▸ **WHAT IS NEEDED**
Below are entries to examine: work out how many lines contain the word "DatabaseConnection", and give only that number.

▸ **RAW DATA**
╭──

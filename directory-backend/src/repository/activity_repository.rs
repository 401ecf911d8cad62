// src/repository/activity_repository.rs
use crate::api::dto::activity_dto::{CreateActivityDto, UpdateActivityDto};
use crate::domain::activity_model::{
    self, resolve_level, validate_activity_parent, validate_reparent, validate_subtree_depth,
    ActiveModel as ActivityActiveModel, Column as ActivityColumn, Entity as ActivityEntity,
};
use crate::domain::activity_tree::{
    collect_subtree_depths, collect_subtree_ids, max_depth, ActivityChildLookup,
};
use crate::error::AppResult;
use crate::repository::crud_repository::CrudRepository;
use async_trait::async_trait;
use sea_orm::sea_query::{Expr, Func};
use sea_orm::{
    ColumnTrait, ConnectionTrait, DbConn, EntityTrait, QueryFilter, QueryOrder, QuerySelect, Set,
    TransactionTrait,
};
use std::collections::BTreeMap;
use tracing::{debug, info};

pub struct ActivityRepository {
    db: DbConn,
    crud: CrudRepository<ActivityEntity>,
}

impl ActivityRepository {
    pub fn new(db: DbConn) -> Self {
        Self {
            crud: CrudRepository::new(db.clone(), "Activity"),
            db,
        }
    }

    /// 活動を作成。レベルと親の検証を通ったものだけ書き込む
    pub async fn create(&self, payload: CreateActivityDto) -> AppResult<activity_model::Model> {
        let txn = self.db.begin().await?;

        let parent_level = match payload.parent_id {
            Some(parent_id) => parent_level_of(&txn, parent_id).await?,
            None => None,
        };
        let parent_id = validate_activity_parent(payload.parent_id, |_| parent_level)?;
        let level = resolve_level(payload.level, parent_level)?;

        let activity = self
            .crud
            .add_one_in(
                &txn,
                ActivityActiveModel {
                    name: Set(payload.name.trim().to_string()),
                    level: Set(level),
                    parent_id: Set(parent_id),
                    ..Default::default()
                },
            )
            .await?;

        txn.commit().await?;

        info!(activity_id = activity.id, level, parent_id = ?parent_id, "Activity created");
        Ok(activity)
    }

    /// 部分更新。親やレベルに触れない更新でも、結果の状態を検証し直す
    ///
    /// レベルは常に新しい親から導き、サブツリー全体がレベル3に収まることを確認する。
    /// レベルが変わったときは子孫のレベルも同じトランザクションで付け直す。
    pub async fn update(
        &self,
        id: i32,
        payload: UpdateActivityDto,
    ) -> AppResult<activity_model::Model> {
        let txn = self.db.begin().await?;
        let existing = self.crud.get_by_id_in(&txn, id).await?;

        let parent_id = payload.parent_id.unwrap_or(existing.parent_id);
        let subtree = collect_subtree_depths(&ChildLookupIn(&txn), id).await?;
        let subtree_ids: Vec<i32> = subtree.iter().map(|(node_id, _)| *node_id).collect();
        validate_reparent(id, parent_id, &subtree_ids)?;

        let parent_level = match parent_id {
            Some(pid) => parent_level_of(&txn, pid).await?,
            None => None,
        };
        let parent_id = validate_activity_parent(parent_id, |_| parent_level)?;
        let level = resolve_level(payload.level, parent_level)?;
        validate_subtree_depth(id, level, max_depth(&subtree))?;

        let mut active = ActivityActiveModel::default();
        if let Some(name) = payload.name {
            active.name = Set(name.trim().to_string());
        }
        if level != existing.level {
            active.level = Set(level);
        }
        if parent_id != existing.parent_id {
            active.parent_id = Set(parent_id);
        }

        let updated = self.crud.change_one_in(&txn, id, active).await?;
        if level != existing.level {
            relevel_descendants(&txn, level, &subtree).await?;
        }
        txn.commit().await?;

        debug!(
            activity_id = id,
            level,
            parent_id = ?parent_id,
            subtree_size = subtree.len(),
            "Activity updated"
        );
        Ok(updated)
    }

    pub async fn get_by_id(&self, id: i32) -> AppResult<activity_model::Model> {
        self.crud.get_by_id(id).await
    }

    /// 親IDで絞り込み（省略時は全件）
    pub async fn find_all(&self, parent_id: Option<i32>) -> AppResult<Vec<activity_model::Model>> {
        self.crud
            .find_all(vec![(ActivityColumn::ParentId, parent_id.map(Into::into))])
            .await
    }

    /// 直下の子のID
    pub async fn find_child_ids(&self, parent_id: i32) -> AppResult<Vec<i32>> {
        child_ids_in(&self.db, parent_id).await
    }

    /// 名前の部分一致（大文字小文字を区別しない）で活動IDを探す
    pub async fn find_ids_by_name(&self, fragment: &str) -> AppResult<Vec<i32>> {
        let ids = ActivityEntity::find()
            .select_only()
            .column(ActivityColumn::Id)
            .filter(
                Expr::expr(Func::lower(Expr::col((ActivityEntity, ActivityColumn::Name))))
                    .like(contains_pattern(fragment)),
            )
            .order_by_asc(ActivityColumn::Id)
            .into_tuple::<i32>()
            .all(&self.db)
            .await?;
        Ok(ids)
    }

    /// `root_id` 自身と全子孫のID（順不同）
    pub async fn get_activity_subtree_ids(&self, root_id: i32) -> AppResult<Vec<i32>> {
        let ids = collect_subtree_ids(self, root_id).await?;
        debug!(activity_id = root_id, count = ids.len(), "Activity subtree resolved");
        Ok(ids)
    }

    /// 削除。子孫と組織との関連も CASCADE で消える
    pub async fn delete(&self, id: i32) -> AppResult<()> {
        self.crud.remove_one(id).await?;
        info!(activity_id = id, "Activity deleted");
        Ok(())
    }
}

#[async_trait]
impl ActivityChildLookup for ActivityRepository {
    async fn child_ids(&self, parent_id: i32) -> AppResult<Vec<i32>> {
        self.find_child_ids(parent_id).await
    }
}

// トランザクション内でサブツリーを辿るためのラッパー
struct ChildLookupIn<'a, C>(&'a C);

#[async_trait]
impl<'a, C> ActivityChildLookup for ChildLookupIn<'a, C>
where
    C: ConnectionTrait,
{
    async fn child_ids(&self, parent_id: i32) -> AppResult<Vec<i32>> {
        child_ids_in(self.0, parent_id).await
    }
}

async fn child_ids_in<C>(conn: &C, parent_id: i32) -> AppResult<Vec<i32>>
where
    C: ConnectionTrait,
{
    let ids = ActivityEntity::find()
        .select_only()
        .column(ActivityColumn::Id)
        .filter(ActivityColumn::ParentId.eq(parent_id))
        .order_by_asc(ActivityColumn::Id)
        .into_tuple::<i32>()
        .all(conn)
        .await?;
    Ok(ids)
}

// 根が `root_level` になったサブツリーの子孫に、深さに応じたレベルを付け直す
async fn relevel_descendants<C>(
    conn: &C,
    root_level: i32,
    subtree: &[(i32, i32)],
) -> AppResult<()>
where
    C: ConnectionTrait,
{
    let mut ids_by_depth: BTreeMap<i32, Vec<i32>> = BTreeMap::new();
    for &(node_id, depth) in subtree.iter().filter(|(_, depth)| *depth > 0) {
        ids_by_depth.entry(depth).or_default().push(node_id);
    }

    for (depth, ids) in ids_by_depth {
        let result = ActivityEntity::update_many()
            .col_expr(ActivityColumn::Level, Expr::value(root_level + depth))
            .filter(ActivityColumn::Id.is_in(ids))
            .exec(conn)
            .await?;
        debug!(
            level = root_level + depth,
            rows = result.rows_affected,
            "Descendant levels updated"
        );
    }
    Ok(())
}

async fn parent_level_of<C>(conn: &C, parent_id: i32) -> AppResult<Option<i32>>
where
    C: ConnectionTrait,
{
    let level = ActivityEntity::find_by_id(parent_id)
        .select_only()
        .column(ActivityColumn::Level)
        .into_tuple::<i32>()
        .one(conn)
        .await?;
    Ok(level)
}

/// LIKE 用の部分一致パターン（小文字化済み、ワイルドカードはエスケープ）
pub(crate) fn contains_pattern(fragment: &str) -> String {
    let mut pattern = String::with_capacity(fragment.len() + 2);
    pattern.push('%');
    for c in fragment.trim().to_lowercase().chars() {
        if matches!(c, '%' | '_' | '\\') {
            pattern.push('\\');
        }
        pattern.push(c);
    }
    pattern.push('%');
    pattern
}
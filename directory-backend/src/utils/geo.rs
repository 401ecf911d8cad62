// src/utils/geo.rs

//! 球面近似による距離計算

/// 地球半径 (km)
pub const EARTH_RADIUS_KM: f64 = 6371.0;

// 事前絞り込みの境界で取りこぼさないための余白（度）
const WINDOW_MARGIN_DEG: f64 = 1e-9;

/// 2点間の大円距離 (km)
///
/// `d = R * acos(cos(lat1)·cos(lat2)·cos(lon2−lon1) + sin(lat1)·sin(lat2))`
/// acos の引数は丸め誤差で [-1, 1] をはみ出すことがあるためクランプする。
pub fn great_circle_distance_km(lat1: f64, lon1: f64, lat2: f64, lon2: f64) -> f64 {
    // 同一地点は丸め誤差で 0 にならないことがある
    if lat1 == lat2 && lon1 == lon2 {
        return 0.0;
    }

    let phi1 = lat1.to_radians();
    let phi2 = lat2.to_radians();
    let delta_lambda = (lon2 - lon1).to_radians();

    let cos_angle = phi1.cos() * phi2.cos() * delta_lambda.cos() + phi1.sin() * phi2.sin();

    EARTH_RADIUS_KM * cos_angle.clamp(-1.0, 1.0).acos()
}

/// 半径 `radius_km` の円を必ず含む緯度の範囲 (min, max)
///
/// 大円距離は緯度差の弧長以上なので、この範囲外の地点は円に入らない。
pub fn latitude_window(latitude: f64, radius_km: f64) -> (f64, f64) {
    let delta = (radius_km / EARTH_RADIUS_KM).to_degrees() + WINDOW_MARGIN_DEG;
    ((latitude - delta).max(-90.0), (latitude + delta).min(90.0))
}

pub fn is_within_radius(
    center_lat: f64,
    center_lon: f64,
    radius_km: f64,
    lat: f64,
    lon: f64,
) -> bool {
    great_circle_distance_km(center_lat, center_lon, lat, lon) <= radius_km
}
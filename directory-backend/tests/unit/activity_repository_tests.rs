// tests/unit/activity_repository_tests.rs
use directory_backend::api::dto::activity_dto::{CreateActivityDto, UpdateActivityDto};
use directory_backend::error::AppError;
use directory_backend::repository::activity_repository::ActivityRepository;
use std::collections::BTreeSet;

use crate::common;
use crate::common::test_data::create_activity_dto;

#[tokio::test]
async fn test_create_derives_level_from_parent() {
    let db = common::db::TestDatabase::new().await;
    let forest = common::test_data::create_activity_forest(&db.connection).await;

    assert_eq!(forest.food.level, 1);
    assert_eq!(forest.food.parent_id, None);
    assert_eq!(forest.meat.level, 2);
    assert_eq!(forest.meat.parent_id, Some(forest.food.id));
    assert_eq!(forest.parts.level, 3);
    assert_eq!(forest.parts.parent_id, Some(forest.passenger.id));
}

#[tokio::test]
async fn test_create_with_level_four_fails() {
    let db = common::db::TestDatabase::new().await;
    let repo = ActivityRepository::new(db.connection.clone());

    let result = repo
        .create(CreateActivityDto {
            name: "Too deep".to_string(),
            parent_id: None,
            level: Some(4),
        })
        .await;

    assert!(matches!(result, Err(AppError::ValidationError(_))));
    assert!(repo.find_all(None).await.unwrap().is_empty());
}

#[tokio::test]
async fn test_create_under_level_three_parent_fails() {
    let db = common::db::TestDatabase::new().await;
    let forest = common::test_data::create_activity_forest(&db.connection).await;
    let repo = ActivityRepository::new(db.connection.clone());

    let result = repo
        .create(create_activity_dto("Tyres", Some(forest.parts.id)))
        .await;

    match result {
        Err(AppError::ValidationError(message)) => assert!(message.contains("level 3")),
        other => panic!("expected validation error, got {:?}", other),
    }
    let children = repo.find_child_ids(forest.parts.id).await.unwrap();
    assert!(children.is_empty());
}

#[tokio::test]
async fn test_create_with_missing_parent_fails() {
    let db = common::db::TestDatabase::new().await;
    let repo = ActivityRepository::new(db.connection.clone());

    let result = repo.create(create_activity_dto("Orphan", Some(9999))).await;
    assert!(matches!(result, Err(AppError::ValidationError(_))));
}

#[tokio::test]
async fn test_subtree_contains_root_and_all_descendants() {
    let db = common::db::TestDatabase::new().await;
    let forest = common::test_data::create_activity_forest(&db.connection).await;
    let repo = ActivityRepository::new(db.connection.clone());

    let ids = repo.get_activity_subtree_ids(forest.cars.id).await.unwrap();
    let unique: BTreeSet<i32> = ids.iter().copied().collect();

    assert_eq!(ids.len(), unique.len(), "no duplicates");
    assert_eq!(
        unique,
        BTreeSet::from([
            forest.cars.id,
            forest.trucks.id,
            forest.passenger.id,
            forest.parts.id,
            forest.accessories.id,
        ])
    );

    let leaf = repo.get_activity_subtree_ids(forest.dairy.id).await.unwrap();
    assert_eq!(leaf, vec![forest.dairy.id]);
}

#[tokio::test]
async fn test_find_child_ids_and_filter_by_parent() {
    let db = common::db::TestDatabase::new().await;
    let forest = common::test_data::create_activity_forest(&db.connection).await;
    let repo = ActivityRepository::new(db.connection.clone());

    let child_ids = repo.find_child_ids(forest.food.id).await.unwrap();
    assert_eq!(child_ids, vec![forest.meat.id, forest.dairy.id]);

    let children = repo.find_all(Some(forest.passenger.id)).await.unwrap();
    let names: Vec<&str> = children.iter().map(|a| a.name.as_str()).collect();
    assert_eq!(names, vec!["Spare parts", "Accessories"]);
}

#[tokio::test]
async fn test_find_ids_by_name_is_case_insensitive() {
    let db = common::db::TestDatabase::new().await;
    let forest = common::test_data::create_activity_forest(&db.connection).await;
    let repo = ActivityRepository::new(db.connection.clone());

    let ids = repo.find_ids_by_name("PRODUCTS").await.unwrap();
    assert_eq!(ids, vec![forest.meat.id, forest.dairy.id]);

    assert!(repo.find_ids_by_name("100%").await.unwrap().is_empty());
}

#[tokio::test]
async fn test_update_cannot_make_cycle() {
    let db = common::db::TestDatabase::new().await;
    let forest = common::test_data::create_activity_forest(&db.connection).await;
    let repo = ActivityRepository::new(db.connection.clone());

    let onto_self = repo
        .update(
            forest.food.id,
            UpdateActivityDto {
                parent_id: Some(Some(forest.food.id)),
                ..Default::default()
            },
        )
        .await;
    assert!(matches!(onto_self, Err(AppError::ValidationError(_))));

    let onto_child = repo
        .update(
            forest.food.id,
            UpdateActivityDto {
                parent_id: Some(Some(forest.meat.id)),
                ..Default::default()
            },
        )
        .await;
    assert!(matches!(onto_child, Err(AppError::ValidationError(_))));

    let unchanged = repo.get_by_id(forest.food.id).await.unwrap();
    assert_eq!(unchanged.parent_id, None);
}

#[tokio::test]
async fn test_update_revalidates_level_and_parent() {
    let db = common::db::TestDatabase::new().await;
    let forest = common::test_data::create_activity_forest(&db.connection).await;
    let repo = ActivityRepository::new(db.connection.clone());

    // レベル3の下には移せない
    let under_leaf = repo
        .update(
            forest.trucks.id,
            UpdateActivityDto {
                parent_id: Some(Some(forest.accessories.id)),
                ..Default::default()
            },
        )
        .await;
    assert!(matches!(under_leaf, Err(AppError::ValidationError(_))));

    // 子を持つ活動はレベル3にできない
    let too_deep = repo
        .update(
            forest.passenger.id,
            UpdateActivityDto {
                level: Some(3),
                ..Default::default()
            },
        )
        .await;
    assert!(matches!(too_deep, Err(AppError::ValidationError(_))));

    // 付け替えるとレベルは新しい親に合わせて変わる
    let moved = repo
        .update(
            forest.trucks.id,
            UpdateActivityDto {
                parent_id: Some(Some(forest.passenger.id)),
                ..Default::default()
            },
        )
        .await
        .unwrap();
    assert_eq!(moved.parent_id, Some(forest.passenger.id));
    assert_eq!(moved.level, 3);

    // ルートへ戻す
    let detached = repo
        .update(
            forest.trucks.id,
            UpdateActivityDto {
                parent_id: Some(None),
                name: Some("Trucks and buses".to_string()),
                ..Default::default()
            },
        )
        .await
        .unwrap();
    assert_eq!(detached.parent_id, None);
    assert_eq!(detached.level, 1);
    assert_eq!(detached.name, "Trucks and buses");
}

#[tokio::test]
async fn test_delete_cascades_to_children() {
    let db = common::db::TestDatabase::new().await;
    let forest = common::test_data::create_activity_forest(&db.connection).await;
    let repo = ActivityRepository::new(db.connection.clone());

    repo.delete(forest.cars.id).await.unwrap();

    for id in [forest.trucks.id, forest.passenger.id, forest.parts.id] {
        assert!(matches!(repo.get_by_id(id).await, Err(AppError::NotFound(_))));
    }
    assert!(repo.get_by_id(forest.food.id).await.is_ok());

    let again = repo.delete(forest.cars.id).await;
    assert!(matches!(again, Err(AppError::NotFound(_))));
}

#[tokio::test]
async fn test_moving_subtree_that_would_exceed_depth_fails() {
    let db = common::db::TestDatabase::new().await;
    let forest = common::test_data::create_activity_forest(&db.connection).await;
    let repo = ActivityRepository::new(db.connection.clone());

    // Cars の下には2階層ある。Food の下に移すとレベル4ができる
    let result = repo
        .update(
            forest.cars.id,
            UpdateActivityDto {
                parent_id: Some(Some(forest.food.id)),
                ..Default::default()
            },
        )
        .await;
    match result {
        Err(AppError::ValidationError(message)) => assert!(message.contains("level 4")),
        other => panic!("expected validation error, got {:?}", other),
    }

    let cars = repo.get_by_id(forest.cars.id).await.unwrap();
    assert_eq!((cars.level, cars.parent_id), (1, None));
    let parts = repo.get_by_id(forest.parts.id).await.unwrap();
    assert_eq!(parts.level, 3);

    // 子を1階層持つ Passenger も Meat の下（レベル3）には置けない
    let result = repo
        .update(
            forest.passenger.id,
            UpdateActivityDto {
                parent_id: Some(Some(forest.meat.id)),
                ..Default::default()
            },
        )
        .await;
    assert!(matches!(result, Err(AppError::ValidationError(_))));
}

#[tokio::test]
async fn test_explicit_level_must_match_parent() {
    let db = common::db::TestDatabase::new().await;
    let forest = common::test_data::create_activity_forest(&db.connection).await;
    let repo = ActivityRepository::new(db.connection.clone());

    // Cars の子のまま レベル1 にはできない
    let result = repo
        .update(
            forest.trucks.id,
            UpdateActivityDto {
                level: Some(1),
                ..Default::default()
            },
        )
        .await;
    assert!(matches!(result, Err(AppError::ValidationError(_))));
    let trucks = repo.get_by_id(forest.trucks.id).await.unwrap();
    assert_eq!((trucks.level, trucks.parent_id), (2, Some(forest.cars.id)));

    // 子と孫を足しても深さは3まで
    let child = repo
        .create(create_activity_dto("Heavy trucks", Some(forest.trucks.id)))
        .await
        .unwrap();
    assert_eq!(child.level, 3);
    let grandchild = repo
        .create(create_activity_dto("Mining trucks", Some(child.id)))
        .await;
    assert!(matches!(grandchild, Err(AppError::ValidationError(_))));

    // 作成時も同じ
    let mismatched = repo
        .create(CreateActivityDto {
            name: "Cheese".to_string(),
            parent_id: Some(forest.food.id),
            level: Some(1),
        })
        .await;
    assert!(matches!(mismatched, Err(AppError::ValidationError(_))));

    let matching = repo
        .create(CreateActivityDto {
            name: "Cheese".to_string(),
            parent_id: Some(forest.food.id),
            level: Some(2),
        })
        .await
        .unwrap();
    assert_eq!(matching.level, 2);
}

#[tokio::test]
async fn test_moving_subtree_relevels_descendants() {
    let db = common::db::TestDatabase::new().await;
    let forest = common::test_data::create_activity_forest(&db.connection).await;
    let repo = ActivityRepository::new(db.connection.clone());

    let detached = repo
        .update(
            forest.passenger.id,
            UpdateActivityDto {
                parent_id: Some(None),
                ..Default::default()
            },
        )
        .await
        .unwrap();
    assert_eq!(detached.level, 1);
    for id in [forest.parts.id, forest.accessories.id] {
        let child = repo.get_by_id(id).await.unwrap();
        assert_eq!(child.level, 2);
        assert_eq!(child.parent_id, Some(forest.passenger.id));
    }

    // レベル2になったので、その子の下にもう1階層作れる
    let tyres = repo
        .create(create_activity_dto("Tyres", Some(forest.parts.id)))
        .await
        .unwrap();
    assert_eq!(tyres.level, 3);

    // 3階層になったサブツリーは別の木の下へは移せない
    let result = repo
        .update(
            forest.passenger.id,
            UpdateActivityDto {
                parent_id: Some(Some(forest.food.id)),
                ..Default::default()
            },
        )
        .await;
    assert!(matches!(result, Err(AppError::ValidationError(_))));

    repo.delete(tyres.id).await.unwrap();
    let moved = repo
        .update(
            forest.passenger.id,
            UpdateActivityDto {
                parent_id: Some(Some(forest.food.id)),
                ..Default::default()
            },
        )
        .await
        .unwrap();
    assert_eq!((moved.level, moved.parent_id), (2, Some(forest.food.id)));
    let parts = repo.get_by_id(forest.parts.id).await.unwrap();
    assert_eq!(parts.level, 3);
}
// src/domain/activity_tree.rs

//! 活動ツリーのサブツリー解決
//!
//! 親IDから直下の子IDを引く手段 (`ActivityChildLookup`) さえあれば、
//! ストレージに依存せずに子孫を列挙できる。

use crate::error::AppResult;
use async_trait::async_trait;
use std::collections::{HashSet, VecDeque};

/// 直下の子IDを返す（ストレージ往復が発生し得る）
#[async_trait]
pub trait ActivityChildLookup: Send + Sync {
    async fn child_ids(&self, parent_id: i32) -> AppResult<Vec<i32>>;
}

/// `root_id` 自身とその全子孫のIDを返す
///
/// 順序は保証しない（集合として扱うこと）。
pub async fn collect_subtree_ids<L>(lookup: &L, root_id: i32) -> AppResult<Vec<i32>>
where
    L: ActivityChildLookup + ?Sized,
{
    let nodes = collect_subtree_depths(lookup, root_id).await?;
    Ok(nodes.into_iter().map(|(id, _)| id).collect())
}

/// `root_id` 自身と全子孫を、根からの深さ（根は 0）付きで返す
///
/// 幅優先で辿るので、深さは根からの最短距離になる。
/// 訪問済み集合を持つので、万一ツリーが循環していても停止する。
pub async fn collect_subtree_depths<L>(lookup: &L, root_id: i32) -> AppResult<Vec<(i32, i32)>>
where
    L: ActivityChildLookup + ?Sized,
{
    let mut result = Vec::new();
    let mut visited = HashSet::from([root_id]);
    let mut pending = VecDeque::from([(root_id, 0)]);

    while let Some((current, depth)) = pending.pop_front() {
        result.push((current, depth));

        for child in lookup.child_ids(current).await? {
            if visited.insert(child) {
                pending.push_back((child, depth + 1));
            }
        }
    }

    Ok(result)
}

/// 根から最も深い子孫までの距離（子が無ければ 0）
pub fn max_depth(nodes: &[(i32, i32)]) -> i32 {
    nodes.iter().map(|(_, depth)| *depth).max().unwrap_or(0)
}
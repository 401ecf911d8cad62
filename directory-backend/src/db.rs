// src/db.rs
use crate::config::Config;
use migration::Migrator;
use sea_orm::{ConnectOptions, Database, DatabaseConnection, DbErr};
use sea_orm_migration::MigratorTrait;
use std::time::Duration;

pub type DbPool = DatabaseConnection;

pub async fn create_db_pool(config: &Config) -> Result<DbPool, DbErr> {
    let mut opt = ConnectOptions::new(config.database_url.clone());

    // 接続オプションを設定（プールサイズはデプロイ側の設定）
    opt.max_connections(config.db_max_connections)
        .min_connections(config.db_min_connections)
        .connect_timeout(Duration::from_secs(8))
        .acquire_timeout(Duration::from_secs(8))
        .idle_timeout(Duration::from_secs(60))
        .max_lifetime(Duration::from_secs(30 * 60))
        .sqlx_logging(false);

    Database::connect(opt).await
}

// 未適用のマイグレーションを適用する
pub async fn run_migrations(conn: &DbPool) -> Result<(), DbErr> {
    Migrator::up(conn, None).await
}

╰──

▸ **SOLUTION FOR THIS TASK**
2